Entries taken from a collection
+ + +

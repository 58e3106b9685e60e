//! Remote command requests and responses.
//!
//! Commands arrive as STRING messages whose body is an XML document and
//! whose device name encodes an optional uid (`prefix[_uid]`, uid = text
//! after the last underscore). Responses are a tagged variant in place of
//! the acquisition toolkit's response class hierarchy; routing is decided
//! by the tag: image responses broadcast to every client, everything else
//! returns to the requester.

mod processor;

pub use processor::{CommandHandler, CommandProcessor, HandlerContext};

use crate::buffer::ImageFrame;
use crate::igtl::ImageMetaItem;
use crate::math::Matrix4x4;

/// How long a client's seen-uid set survives without any inbound message
/// before it is cleared.
pub const CLEAR_PREVIOUS_COMMANDS_TIMEOUT_SEC: f64 = 30.0;

#[derive(Debug, Clone, PartialEq)]
pub struct CommandRequest {
    pub client_id: u64,
    /// The raw XML command document.
    pub command_xml: String,
    /// Device-name prefix; responses echo the full original name.
    pub device_prefix: String,
    /// Dedupe uid; empty = not dedupe-eligible.
    pub uid: String,
}

impl CommandRequest {
    /// Device name to reply with: the full original name, uid included.
    pub fn response_device_name(&self) -> String {
        if self.uid.is_empty() {
            self.device_prefix.clone()
        } else {
            format!("{}_{}", self.device_prefix, self.uid)
        }
    }
}

#[derive(Debug, Clone, PartialEq)]
pub enum CommandResponse {
    /// Unicast to the originating client.
    String {
        client_id: u64,
        success: bool,
        message: String,
        device_name: String,
    },
    /// Broadcast to every connected client.
    Image {
        client_id: u64,
        image_name: String,
        image: ImageFrame,
        image_to_reference: Matrix4x4,
    },
    /// Unicast to the originating client.
    ImageMeta {
        client_id: u64,
        items: Vec<ImageMetaItem>,
    },
}

impl CommandResponse {
    pub fn client_id(&self) -> u64 {
        match self {
            CommandResponse::String { client_id, .. }
            | CommandResponse::Image { client_id, .. }
            | CommandResponse::ImageMeta { client_id, .. } => *client_id,
        }
    }

    /// Image responses go to all clients.
    pub fn is_broadcast(&self) -> bool {
        matches!(self, CommandResponse::Image { .. })
    }
}

/// Device-name prefix: everything before the last underscore, or the whole
/// name when there is none.
pub fn prefix_from_device_name(device_name: &str) -> &str {
    match device_name.rfind('_') {
        Some(pos) => &device_name[..pos],
        None => device_name,
    }
}

/// Device-name uid: everything after the last underscore, or empty.
pub fn uid_from_device_name(device_name: &str) -> &str {
    match device_name.rfind('_') {
        Some(pos) => &device_name[pos + 1..],
        None => "",
    }
}
//! Server configuration, read once at startup from an XML file.
//!
//! The acquisition ecosystem this server joins describes device sets in XML,
//! so the server knobs live on a `StreamingServer` element inside the same
//! document:
//!
//! ```xml
//! <ServerConfiguration>
//!   <StreamingServer
//!       ListeningPort="18944"
//!       OutputChannelId="VideoStream"
//!       MissingInputGracePeriodSec="3.0"
//!       MaxTimeSpentWithProcessingMs="50"
//!       MaxNumberOfIgtlMessagesToSend="100"
//!       SendValidTransformsOnly="TRUE"
//!       IgtlMessageCrcCheckEnabled="FALSE">
//!     <DefaultClientInfo>
//!       <MessageTypes>
//!         <Message Type="IMAGE"/>
//!       </MessageTypes>
//!       <ImageNames>
//!         <Image Name="Image" EmbeddedTransformToFrame="Reference"/>
//!       </ImageNames>
//!     </DefaultClientInfo>
//!   </StreamingServer>
//! </ServerConfiguration>
//! ```
//!
//! `ListeningPort` and `OutputChannelId` are required; everything else has
//! defaults. A missing required attribute or malformed XML fails startup.

use crate::error::{Error, Result};
use crate::igtl::Subscription;
use log::debug;
use roxmltree::{Document, Node};
use std::path::Path;

pub const DEFAULT_MAX_TIME_SPENT_WITH_PROCESSING_MS: f64 = 50.0;
pub const DEFAULT_MAX_NUMBER_OF_MESSAGES_TO_SEND: usize = 100;

/// Synthetic source parameters (`<SimulatedSource>` element, optional).
#[derive(Debug, Clone, PartialEq)]
pub struct SimulatedSourceConfig {
    pub output_channel_id: String,
    pub frame_rate_hz: f64,
    pub image_size: [usize; 2],
    pub transform_name: String,
}

#[derive(Debug, Clone, PartialEq)]
pub struct ServerConfig {
    pub listening_port: u16,
    pub output_channel_id: String,
    pub missing_input_grace_period_sec: f64,
    pub max_time_spent_with_processing_ms: f64,
    pub max_number_of_messages_to_send: usize,
    pub send_valid_transforms_only: bool,
    pub crc_check_enabled: bool,
    pub default_client_info: Subscription,
    pub simulated_source: Option<SimulatedSourceConfig>,
}

fn required_attr<'a>(node: &'a Node, name: &str) -> Result<&'a str> {
    node.attribute(name).ok_or_else(|| {
        Error::Config(format!(
            "{} element is missing required attribute {name}",
            node.tag_name().name()
        ))
    })
}

fn parse_attr<T: std::str::FromStr>(node: &Node, name: &str, default: T) -> Result<T> {
    match node.attribute(name) {
        None => Ok(default),
        Some(raw) => raw.parse().map_err(|_| {
            Error::Config(format!("attribute {name} has invalid value '{raw}'"))
        }),
    }
}

fn parse_bool_attr(node: &Node, name: &str, default: bool) -> Result<bool> {
    match node.attribute(name) {
        None => Ok(default),
        Some(raw) => match raw {
            "TRUE" | "True" | "true" | "1" => Ok(true),
            "FALSE" | "False" | "false" | "0" => Ok(false),
            other => Err(Error::Config(format!(
                "attribute {name} has invalid boolean value '{other}'"
            ))),
        },
    }
}

fn find_element<'a, 'i>(root: &Node<'a, 'i>, name: &str) -> Option<Node<'a, 'i>> {
    root.descendants()
        .find(|node| node.is_element() && node.tag_name().name() == name)
}

impl ServerConfig {
    pub fn from_file<P: AsRef<Path>>(path: P) -> Result<Self> {
        let content = std::fs::read_to_string(&path).map_err(|e| {
            Error::Config(format!(
                "failed to read config {}: {e}",
                path.as_ref().display()
            ))
        })?;
        Self::from_xml(&content)
    }

    pub fn from_xml(xml: &str) -> Result<Self> {
        let doc = Document::parse(xml)
            .map_err(|e| Error::Config(format!("failed to parse config XML: {e}")))?;
        let root = doc.root_element();

        let server = find_element(&root, "StreamingServer")
            .ok_or_else(|| Error::Config("no StreamingServer element in config".to_string()))?;

        let listening_port: u16 = required_attr(&server, "ListeningPort")?
            .parse()
            .map_err(|_| Error::Config("ListeningPort is not a valid port number".to_string()))?;
        let output_channel_id = required_attr(&server, "OutputChannelId")?.to_string();

        let default_client_info = match find_element(&server, "DefaultClientInfo") {
            Some(node) => Subscription::from_node(&node),
            None => Subscription::default(),
        };
        if default_client_info.is_empty() {
            debug!("config carries no DefaultClientInfo; clients must subscribe explicitly");
        }

        let simulated_source = match find_element(&root, "SimulatedSource") {
            Some(node) => Some(SimulatedSourceConfig {
                output_channel_id: node
                    .attribute("OutputChannelId")
                    .unwrap_or(&output_channel_id)
                    .to_string(),
                frame_rate_hz: parse_attr(&node, "FrameRateHz", 30.0)?,
                image_size: [
                    parse_attr(&node, "ImageWidth", 64usize)?,
                    parse_attr(&node, "ImageHeight", 48usize)?,
                ],
                transform_name: node
                    .attribute("TransformName")
                    .unwrap_or("ProbeToReference")
                    .to_string(),
            }),
            None => None,
        };

        Ok(Self {
            listening_port,
            output_channel_id,
            missing_input_grace_period_sec: parse_attr(
                &server,
                "MissingInputGracePeriodSec",
                0.0,
            )?,
            max_time_spent_with_processing_ms: parse_attr(
                &server,
                "MaxTimeSpentWithProcessingMs",
                DEFAULT_MAX_TIME_SPENT_WITH_PROCESSING_MS,
            )?,
            max_number_of_messages_to_send: parse_attr(
                &server,
                "MaxNumberOfIgtlMessagesToSend",
                DEFAULT_MAX_NUMBER_OF_MESSAGES_TO_SEND,
            )?,
            send_valid_transforms_only: parse_bool_attr(&server, "SendValidTransformsOnly", true)?,
            crc_check_enabled: parse_bool_attr(&server, "IgtlMessageCrcCheckEnabled", false)?,
            default_client_info,
            simulated_source,
        })
    }
}
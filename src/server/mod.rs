//! The streaming server: three long-lived worker threads sharing a client
//! roster.
//!
//! - the **acceptor** waits for TCP connections and registers clients;
//! - the **sender** drains the broadcast channel and fans frames out to
//!   every client according to its subscription, interleaving command
//!   responses and keep-alives;
//! - the **receiver** reads inbound message headers from every client and
//!   routes bodies to the command processor.
//!
//! Each worker runs against a pair of flags: `requested` is written by the
//! supervisor, `running` by the thread itself. `stop()` clears `requested`
//! in reverse dependency order (receiver, sender, acceptor) and spins until
//! each `running` flag falls; socket timeouts bound how long that takes.

mod acceptor;
mod receiver;
pub mod registry;
mod sender;

pub use registry::{Client, ClientRegistry, ClientSnapshot};

use crate::channel::{ChannelRegistry, FrameChannel};
use crate::clock::Clock;
use crate::command::{CommandProcessor, HandlerContext};
use crate::config::ServerConfig;
use crate::error::{Error, Result};
use crate::igtl::{DefaultMessageFactory, MessageFactory};
use crate::transforms::TransformRepository;
use log::{info, log, Level};
use parking_lot::Mutex;
use std::net::TcpListener;
use std::sync::atomic::{AtomicBool, Ordering};
use std::sync::Arc;
use std::thread::JoinHandle;
use std::time::Duration;

/// Receive/send timeout applied to every client socket.
pub(crate) const CLIENT_SOCKET_TIMEOUT: Duration = Duration::from_millis(500);
/// Sleep between accept polls; bounds the acceptor's shutdown latency.
pub(crate) const ACCEPT_POLL_INTERVAL: Duration = Duration::from_millis(100);
/// Sleep when no client is connected.
pub(crate) const NO_CLIENT_SLEEP: Duration = Duration::from_millis(200);
/// Sleep after a channel read error.
pub(crate) const DELAY_ON_SENDING_ERROR: Duration = Duration::from_millis(20);
/// Sleep when the channel produced nothing new.
pub(crate) const DELAY_ON_NO_NEW_FRAMES: Duration = Duration::from_millis(5);
/// Poll interval while waiting for a worker to stop.
const STOP_POLL_INTERVAL: Duration = Duration::from_millis(200);

/// When the producer overruns the reader, skip this far past the oldest
/// still-available timestamp so the next read has comfortable margin before
/// eviction catches up with it again.
pub(crate) const SAMPLING_SKIPPING_MARGIN_SEC: f64 = 0.1;

pub(crate) const NUMBER_OF_RETRY_ATTEMPTS: usize = 10;
pub(crate) const DELAY_BETWEEN_RETRY_ATTEMPTS: Duration = Duration::from_millis(100);

/// requested: supervisor-owned; running: thread-owned.
#[derive(Default)]
pub(crate) struct WorkerFlags {
    requested: AtomicBool,
    running: AtomicBool,
}

impl WorkerFlags {
    pub fn request(&self) {
        self.requested.store(true, Ordering::SeqCst);
    }

    pub fn unrequest(&self) {
        self.requested.store(false, Ordering::SeqCst);
    }

    pub fn is_requested(&self) -> bool {
        self.requested.load(Ordering::SeqCst)
    }

    pub fn set_running(&self, running: bool) {
        self.running.store(running, Ordering::SeqCst);
    }

    pub fn is_running(&self) -> bool {
        self.running.load(Ordering::SeqCst)
    }
}

/// State shared by the worker threads.
pub(crate) struct ServerState {
    pub config: ServerConfig,
    pub clock: Arc<Clock>,
    pub registry: ClientRegistry,
    pub processor: Arc<CommandProcessor>,
    pub factory: Arc<dyn MessageFactory>,
    pub channels: Arc<ChannelRegistry>,
    pub repository: Option<Arc<dyn TransformRepository>>,
    pub connection: WorkerFlags,
    pub sender: WorkerFlags,
    pub receiver: WorkerFlags,
    pub broadcast_start_time: Mutex<f64>,
}

impl ServerState {
    /// Log level for "no data yet": quiet during the configured grace
    /// period after start, warning once it has expired.
    pub fn grace_period_log_level(&self) -> Level {
        let elapsed = self.clock.system_time() - *self.broadcast_start_time.lock();
        if elapsed > self.config.missing_input_grace_period_sec {
            Level::Warn
        } else {
            Level::Debug
        }
    }
}

/// OpenIGTLink streaming server.
///
/// Owns the shared state, the command processor, and the worker threads.
/// Collaborating acquisition components (channels, transform repository)
/// are injected before [`start`](Self::start); the server never outlives
/// them by construction of the shutdown order.
pub struct IgtlServer {
    state: Arc<ServerState>,
    acceptor_thread: Option<JoinHandle<()>>,
    sender_thread: Option<JoinHandle<()>>,
    receiver_thread: Option<JoinHandle<()>>,
}

impl IgtlServer {
    pub fn new(config: ServerConfig, channels: ChannelRegistry) -> Self {
        Self::with_parts(
            config,
            channels,
            Arc::new(DefaultMessageFactory::new()),
            None,
            Arc::new(Clock::new()),
        )
    }

    pub fn with_parts(
        config: ServerConfig,
        channels: ChannelRegistry,
        factory: Arc<dyn MessageFactory>,
        repository: Option<Arc<dyn TransformRepository>>,
        clock: Arc<Clock>,
    ) -> Self {
        Self {
            state: Arc::new(ServerState {
                config,
                clock,
                registry: ClientRegistry::new(),
                processor: Arc::new(CommandProcessor::new()),
                factory,
                channels: Arc::new(channels),
                repository,
                connection: WorkerFlags::default(),
                sender: WorkerFlags::default(),
                receiver: WorkerFlags::default(),
                broadcast_start_time: Mutex::new(0.0),
            }),
            acceptor_thread: None,
            sender_thread: None,
            receiver_thread: None,
        }
    }

    pub fn clock(&self) -> Arc<Clock> {
        Arc::clone(&self.state.clock)
    }

    pub fn processor(&self) -> Arc<CommandProcessor> {
        Arc::clone(&self.state.processor)
    }

    pub fn num_connected_clients(&self) -> usize {
        self.state.registry.num_connected()
    }

    pub fn is_running(&self) -> bool {
        self.state.connection.is_running()
            || self.state.sender.is_running()
            || self.state.receiver.is_running()
    }

    /// Bind the listening socket and spawn the three workers plus the
    /// command processor. A bind failure aborts the start.
    pub fn start(&mut self) -> Result<()> {
        if self.acceptor_thread.is_some() {
            return Err(Error::Server("server already started".to_string()));
        }

        let bind_addr = format!("0.0.0.0:{}", self.state.config.listening_port);
        let listener = TcpListener::bind(&bind_addr)
            .map_err(|e| Error::Server(format!("cannot create server socket on {bind_addr}: {e}")))?;
        listener.set_nonblocking(true)?;

        *self.state.broadcast_start_time.lock() = self.state.clock.system_time();

        self.state.processor.start(HandlerContext {
            channels: Arc::clone(&self.state.channels),
        })?;

        self.state.connection.request();
        let state = Arc::clone(&self.state);
        self.acceptor_thread = Some(
            std::thread::Builder::new()
                .name("connection-acceptor".to_string())
                .spawn(move || acceptor::run(&state, listener))?,
        );
        info!(
            "OpenIGTLink server started on port: {}",
            self.state.config.listening_port
        );

        self.state.sender.request();
        let state = Arc::clone(&self.state);
        self.sender_thread = Some(
            std::thread::Builder::new()
                .name("data-sender".to_string())
                .spawn(move || sender::run(&state))?,
        );

        self.state.receiver.request();
        let state = Arc::clone(&self.state);
        self.receiver_thread = Some(
            std::thread::Builder::new()
                .name("data-receiver".to_string())
                .spawn(move || receiver::run(&state))?,
        );

        let defaults = &self.state.config.default_client_info;
        if !defaults.message_types.is_empty() {
            info!(
                "server default message types to send: {}",
                defaults.message_types.join(" ")
            );
        }
        if !defaults.transform_names.is_empty() {
            info!(
                "server default transform names to send: {}",
                defaults.transform_names.join(" ")
            );
        }
        if !defaults.string_names.is_empty() {
            info!(
                "server default string names to send: {}",
                defaults.string_names.join(" ")
            );
        }
        if !defaults.image_streams.is_empty() {
            let streams: Vec<String> = defaults
                .image_streams
                .iter()
                .map(|s| {
                    format!(
                        "{} (EmbeddedTransformToFrame: {})",
                        s.name, s.embedded_transform_to_frame
                    )
                })
                .collect();
            info!("server default images to send: {}", streams.join(" "));
        }

        Ok(())
    }

    /// Stop the workers in reverse dependency order, then the processor.
    pub fn stop(&mut self) {
        if let Some(thread) = self.receiver_thread.take() {
            self.state.receiver.unrequest();
            while self.state.receiver.is_running() {
                std::thread::sleep(STOP_POLL_INTERVAL);
            }
            let _ = thread.join();
        }

        if let Some(thread) = self.sender_thread.take() {
            self.state.sender.unrequest();
            while self.state.sender.is_running() {
                std::thread::sleep(STOP_POLL_INTERVAL);
            }
            let _ = thread.join();
        }

        if let Some(thread) = self.acceptor_thread.take() {
            self.state.connection.unrequest();
            while self.state.connection.is_running() {
                std::thread::sleep(STOP_POLL_INTERVAL);
            }
            let _ = thread.join();
            info!("OpenIGTLink server stopped");
        }

        self.state.processor.stop();
    }

    /// Resolve the broadcast channel the way the sender will: configured id
    /// first, then any channel. Exposed for diagnostics.
    pub fn broadcast_channel(&self) -> Option<Arc<dyn FrameChannel>> {
        self.state
            .channels
            .resolve_broadcast(&self.state.config.output_channel_id)
    }
}

impl Drop for IgtlServer {
    fn drop(&mut self) {
        self.stop();
    }
}

/// Log at a runtime-selected level (the grace-period mechanic).
pub(crate) fn log_dynamic(level: Level, message: &str) {
    log!(level, "{message}");
}
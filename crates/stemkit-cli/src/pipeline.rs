//! End-to-end smoke run: prepare, separate per backend, verify, report
//!
//! Every failure is collected into the report rather than aborting, so one
//! run documents every backend. A failed Vulkan run is retried on CPU and
//! recorded as a degraded fallback with a warning.

use std::path::{Path, PathBuf};
use std::time::{Duration, SystemTime, UNIX_EPOCH};

use anyhow::{bail, Context, Result};
use serde::Serialize;
use stemkit_core::pipeline::SeparationRequest;
use stemkit_core::result::{PrepareResult, SeparationResult};
use stemkit_core::{BackendPreference, OutputFormat, Runtime};

use crate::run;

#[derive(Debug)]
pub struct PipelineOptions {
    pub model: PathBuf,
    pub input: PathBuf,
    pub backends: Vec<BackendPreference>,
    pub report: PathBuf,
    pub min_bytes: u64,
    pub duration_tolerance_ms: u64,
    pub chunk_size: i32,
    pub overlap: i32,
    pub timeout: Duration,
}

#[derive(Debug, Serialize)]
pub struct Report {
    pub timestamp_unix_ms: u64,
    pub model: String,
    pub input: String,
    pub backends: Vec<String>,
    pub min_bytes: u64,
    pub duration_tolerance_ms: u64,
    pub timeout_sec: u64,
    pub chunk_size: i32,
    pub overlap: i32,
    pub prepare: Option<PrepareResult>,
    pub runs: Vec<BackendRun>,
    pub warnings: Vec<String>,
    pub errors: Vec<String>,
    pub success: bool,
}

#[derive(Debug, Serialize)]
pub struct BackendRun {
    pub backend: String,
    pub status: String,
    pub result: SeparationResult,
    pub metrics: Vec<FileMetrics>,
    #[serde(skip_serializing_if = "Option::is_none")]
    pub fallback_from: Option<String>,
    #[serde(skip_serializing_if = "Option::is_none")]
    pub fallback_reason: Option<String>,
}

#[derive(Debug, Clone, PartialEq, Eq, Serialize)]
pub struct FileMetrics {
    pub path: String,
    pub size_bytes: u64,
    pub duration_ms: u64,
    pub duration_delta_ms: u64,
}

/// Parse a comma-separated backend list, dropping duplicates
pub fn parse_backends(raw: &str) -> Result<Vec<BackendPreference>> {
    let mut backends = Vec::new();
    for name in raw.split(',').map(str::trim).filter(|s| !s.is_empty()) {
        let Some(backend) = BackendPreference::from_name(name) else {
            bail!("unsupported backend name: {}", name);
        };
        if !backends.contains(&backend) {
            backends.push(backend);
        }
    }
    if backends.is_empty() {
        bail!("empty backend list");
    }
    Ok(backends)
}

pub fn run(runtime: &Runtime, options: &PipelineOptions) -> Report {
    let mut report = Report {
        timestamp_unix_ms: SystemTime::now()
            .duration_since(UNIX_EPOCH)
            .map(|d| d.as_millis() as u64)
            .unwrap_or(0),
        model: options.model.display().to_string(),
        input: options.input.display().to_string(),
        backends: options.backends.iter().map(|b| b.name().to_string()).collect(),
        min_bytes: options.min_bytes,
        duration_tolerance_ms: options.duration_tolerance_ms,
        timeout_sec: options.timeout.as_secs(),
        chunk_size: options.chunk_size,
        overlap: options.overlap,
        prepare: None,
        runs: Vec::new(),
        warnings: Vec::new(),
        errors: Vec::new(),
        success: false,
    };

    for (path, what) in [(&options.model, "model"), (&options.input, "input audio")] {
        if !path.exists() {
            report.errors.push(format!("{} not found: {}", what, path.display()));
        }
    }
    if report.errors.is_empty() {
        if let Err(e) = run_all(runtime, options, &mut report) {
            report.errors.push(format!("{:#}", e));
        }
    }

    report.success = report.errors.is_empty();
    report
}

fn run_all(runtime: &Runtime, options: &PipelineOptions, report: &mut Report) -> Result<()> {
    let run_root = options
        .report
        .parent()
        .unwrap_or_else(|| Path::new("."))
        .join("runtime");
    let prepare = run::prepare(
        runtime,
        &options.input,
        &run_root.join("prepare"),
        "integration",
        options.timeout,
    )?;
    if prepare.duration_ms == 0 {
        bail!("invalid prepare duration_ms: 0");
    }
    let prepared = PathBuf::from(&prepare.canonical_input_file);
    let expected_ms = prepare.duration_ms;
    report.prepare = Some(prepare);

    for &backend in &options.backends {
        match run_backend(runtime, options, &run_root, &prepared, backend, expected_ms) {
            Ok(run) => report.runs.push(run),
            Err(e) if backend == BackendPreference::Vulkan => {
                let warning = format!("Vulkan run failed, fallback to CPU: {:#}", e);
                log::warn!("{}", warning);
                report.warnings.push(warning);
                match run_backend(runtime, options, &run_root, &prepared, BackendPreference::Cpu, expected_ms) {
                    Ok(mut run) => {
                        run.status = "degraded_cpu_fallback".to_string();
                        run.fallback_from = Some("vulkan".to_string());
                        run.fallback_reason = Some(format!("{:#}", e));
                        report.runs.push(run);
                    }
                    Err(fallback) => report
                        .errors
                        .push(format!("vulkan fallback cpu failed: {:#}", fallback)),
                }
            }
            Err(e) => report.errors.push(format!("{} run failed: {:#}", backend.name(), e)),
        }
    }
    Ok(())
}

fn run_backend(
    runtime: &Runtime,
    options: &PipelineOptions,
    run_root: &Path,
    prepared: &Path,
    backend: BackendPreference,
    expected_ms: u64,
) -> Result<BackendRun> {
    log::info!("Separating with backend {}", backend.name());
    let request = SeparationRequest {
        input_path: Some(options.input.clone()),
        prepared_input_path: Some(prepared.to_path_buf()),
        output_dir: run_root.join(format!("job_{}", backend.name())),
        output_prefix: format!("integration_{}", backend.name()),
        output_format: OutputFormat::Wav,
        chunk_size: Some(options.chunk_size),
        overlap: Some(options.overlap),
    };
    let result = run::separate(runtime, &options.model, backend, request, options.timeout)?;
    let metrics = verify_outputs(
        &result.files,
        options.min_bytes,
        expected_ms,
        options.duration_tolerance_ms,
    )?;
    Ok(BackendRun {
        backend: backend.name().to_string(),
        status: "success".to_string(),
        result,
        metrics,
        fallback_from: None,
        fallback_reason: None,
    })
}

/// Check every stem exists, is large enough and matches the expected duration
pub fn verify_outputs(
    files: &[String],
    min_bytes: u64,
    expected_ms: u64,
    tolerance_ms: u64,
) -> Result<Vec<FileMetrics>> {
    if files.is_empty() {
        bail!("job returned empty output file list");
    }

    let mut metrics = Vec::with_capacity(files.len());
    for file in files {
        let path = Path::new(file);
        let size_bytes = std::fs::metadata(path)
            .with_context(|| format!("output file not found: {}", file))?
            .len();
        if size_bytes < min_bytes {
            bail!("output file too small: {} size={} min={}", file, size_bytes, min_bytes);
        }

        let duration_ms = wav_duration_ms(path)?;
        let duration_delta_ms = duration_ms.abs_diff(expected_ms);
        if duration_delta_ms > tolerance_ms {
            bail!(
                "duration mismatch for {}: actual={}ms expected={}ms delta={}ms tolerance={}ms",
                file,
                duration_ms,
                expected_ms,
                duration_delta_ms,
                tolerance_ms
            );
        }

        metrics.push(FileMetrics {
            path: file.clone(),
            size_bytes,
            duration_ms,
            duration_delta_ms,
        });
    }
    Ok(metrics)
}

fn wav_duration_ms(path: &Path) -> Result<u64> {
    let reader = hound::WavReader::open(path)
        .with_context(|| format!("not a readable WAV file: {}", path.display()))?;
    let rate = reader.spec().sample_rate;
    if rate == 0 {
        bail!("invalid WAV metadata: {}", path.display());
    }
    Ok((reader.duration() as f64 * 1000.0 / rate as f64).round() as u64)
}

pub fn write_report(path: &Path, report: &Report) -> Result<()> {
    if let Some(parent) = path.parent() {
        std::fs::create_dir_all(parent)?;
    }
    std::fs::write(path, serde_json::to_string_pretty(report)?)?;
    log::info!("Report written to {:?}", path);
    Ok(())
}
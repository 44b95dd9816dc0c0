//! Task supervision for prepare tasks and separation jobs
//!
//! Both task types share [`TaskSupervisor`]; they differ only in their
//! [`TaskKind`]: what a valid request looks like and which pipeline the
//! worker runs.

mod status;
mod supervisor;

pub use status::{TaskSnapshot, TaskStatus};
pub use supervisor::{TaskKind, TaskSupervisor};

use crate::config::EncodeConfig;
use crate::engine::EngineContext;
use crate::error::{Result, StemkitError};
use crate::pipeline::{
    run_prepare, run_separation, Failure, PrepareOutput, PrepareRequest, SeparationOutput,
    SeparationRequest,
};
use crate::types::{JobStage, PrepareStage};

fn require_path(path: &std::path::Path, name: &str) -> Result<()> {
    if path.as_os_str().is_empty() {
        Err(StemkitError::InvalidArgument(name.to_string()))
    } else {
        Ok(())
    }
}

/// Decode + normalise to the canonical 44.1 kHz stereo WAV
#[derive(Debug, Default)]
pub struct PrepareKind;

impl TaskKind for PrepareKind {
    type Stage = PrepareStage;
    type Request = PrepareRequest;
    type Output = PrepareOutput;

    const NAME: &'static str = "prepare task";
    const THREAD_PREFIX: &'static str = "stemkit-prepare";
    const FAILED_REASON: &'static str = "prepare failed";

    fn validate(&self, _engine: Option<&EngineContext>, request: &PrepareRequest) -> Result<()> {
        require_path(&request.input_path, "input_path")?;
        require_path(&request.work_dir, "work_dir")
    }

    fn run(
        &self,
        engine: Option<&EngineContext>,
        request: &PrepareRequest,
        status: &TaskStatus<PrepareStage>,
    ) -> std::result::Result<PrepareOutput, Failure> {
        run_prepare(engine, request, status)
    }
}

/// Decode + infer + encode one file per stem
#[derive(Debug, Default)]
pub struct SeparationKind {
    pub encode: EncodeConfig,
}

impl TaskKind for SeparationKind {
    type Stage = JobStage;
    type Request = SeparationRequest;
    type Output = SeparationOutput;

    const NAME: &'static str = "job";
    const THREAD_PREFIX: &'static str = "stemkit-job";
    const FAILED_REASON: &'static str = "job failed";

    fn validate(&self, engine: Option<&EngineContext>, request: &SeparationRequest) -> Result<()> {
        if engine.is_none() {
            return Err(StemkitError::NotFound("engine".to_string()));
        }
        match request.model_input() {
            Some(path) if !path.as_os_str().is_empty() => {}
            _ => {
                return Err(StemkitError::InvalidArgument(
                    "input_path or prepared_input_path".to_string(),
                ))
            }
        }
        require_path(&request.output_dir, "output_dir")
    }

    fn run(
        &self,
        engine: Option<&EngineContext>,
        request: &SeparationRequest,
        status: &TaskStatus<JobStage>,
    ) -> std::result::Result<SeparationOutput, Failure> {
        let engine = engine.ok_or_else(|| Failure::Failed("engine not found".to_string()))?;
        run_separation(engine, request, &self.encode, status)
    }
}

+ + +

■ **REQUIRED WORK**: The stretch of entries above that starts with the line containing "Level::Warn" and goes on through the line containing "(channels, transform repository)" is to be transcribed exactly, and no other line is to be transcribed.

■ **FINISHED TASK**:
            Level::Warn
        } else {
            Level::Debug
        }
    }
}

/// OpenIGTLink streaming server.
///
/// Owns the shared state, the command processor, and the worker threads.
/// Collaborating acquisition components (channels, transform repository)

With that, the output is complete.